[Start of Attachment]
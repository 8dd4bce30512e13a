use anyhow::{Context, Result};
use dotenvy::dotenv;
use std::env;
use std::str::FromStr;
use std::time::Duration;

#[derive(Clone, Debug)]
pub struct Config {
    pub server_addr: String,
    /// HR API root, without the `/api` suffix
    pub hr_api_base_url: String,
    pub api_prefix: String,
    pub upstream_timeout: Duration,

    // Roster snapshots
    pub roster_cache_capacity: u64,
    pub roster_cache_ttl: Duration,

    pub dashboard_trend_days: u32,

    // Rate limiting
    pub rate_views_per_min: u32,

    pub log_dir: String,
}

impl Config {
    pub fn from_env() -> Result<Self> {
        dotenv().ok();
        Self::from_lookup(|key| env::var(key).ok())
    }

    pub fn from_lookup(lookup: impl Fn(&str) -> Option<String>) -> Result<Self> {
        let string = |key: &str, default: &str| lookup(key).unwrap_or_else(|| default.to_string());

        Ok(Self {
            server_addr: string("SERVER_ADDR", "127.0.0.1:8080"),
            hr_api_base_url: string("HR_API_BASE_URL", "http://localhost:8000"),
            api_prefix: string("API_PREFIX", "/api"),
            upstream_timeout: Duration::from_secs(parsed(&lookup, "UPSTREAM_TIMEOUT_SECS", 30)?),

            roster_cache_capacity: parsed(&lookup, "ROSTER_CACHE_CAPACITY", 366)?,
            roster_cache_ttl: Duration::from_secs(parsed(&lookup, "ROSTER_CACHE_TTL_SECS", 30)?),

            dashboard_trend_days: parsed(&lookup, "DASHBOARD_TREND_DAYS", 7)?,

            rate_views_per_min: parsed(&lookup, "RATE_VIEWS_PER_MIN", 1000)?,

            log_dir: string("LOG_DIR", "logs"),
        })
    }
}

fn parsed<T>(lookup: &impl Fn(&str) -> Option<String>, key: &str, default: T) -> Result<T>
where
    T: FromStr,
    T::Err: std::error::Error + Send + Sync + 'static,
{
    match lookup(key) {
        Some(raw) => raw
            .trim()
            .parse()
            .with_context(|| format!("{} must be a number, got '{}'", key, raw)),
        None => Ok(default),
    }
}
[End of Attachment]
» **Aim of the exercise**:
Write out every line of the data again, exactly as it reads.

» **Your response**:
repository 8dd4bce30512e13a
use anyhow::{Context, Result};
use dotenvy::dotenv;
use std::env;
use std::str::FromStr;
use std::time::Duration;

#[derive(Clone, Debug)]
pub struct Config {
    pub server_addr: String,
    /// HR API root, without the `/api` suffix
    pub hr_api_base_url: String,
    pub api_prefix: String,
    pub upstream_timeout: Duration,

    // Roster snapshots
    pub roster_cache_capacity: u64,
    pub roster_cache_ttl: Duration,

    pub dashboard_trend_days: u32,

    // Rate limiting
    pub rate_views_per_min: u32,

    pub log_dir: String,
}

impl Config {
    pub fn from_env() -> Result<Self> {
        dotenv().ok();
        Self::from_lookup(|key| env::var(key).ok())
    }

    pub fn from_lookup(lookup: impl Fn(&str) -> Option<String>) -> Result<Self> {
        let string = |key: &str, default: &str| lookup(key).unwrap_or_else(|| default.to_string());

        Ok(Self {
            server_addr: string("SERVER_ADDR", "127.0.0.1:8080"),
            hr_api_base_url: string("HR_API_BASE_URL", "http://localhost:8000"),
            api_prefix: string("API_PREFIX", "/api"),
            upstream_timeout: Duration::from_secs(parsed(&lookup, "UPSTREAM_TIMEOUT_SECS", 30)?),

            roster_cache_capacity: parsed(&lookup, "ROSTER_CACHE_CAPACITY", 366)?,
            roster_cache_ttl: Duration::from_secs(parsed(&lookup, "ROSTER_CACHE_TTL_SECS", 30)?),

            dashboard_trend_days: parsed(&lookup, "DASHBOARD_TREND_DAYS", 7)?,

            rate_views_per_min: parsed(&lookup, "RATE_VIEWS_PER_MIN", 1000)?,

            log_dir: string("LOG_DIR", "logs"),
        })
    }
}

fn parsed<T>(lookup: &impl Fn(&str) -> Option<String>, key: &str, default: T) -> Result<T>
where
    T: FromStr,
    T::Err: std::error::Error + Send + Sync + 'static,
{
    match lookup(key) {
        Some(raw) => raw
            .trim()
            .parse()
            .with_context(|| format!("{} must be a number, got '{}'", key, raw)),
        None => Ok(default),
    }
}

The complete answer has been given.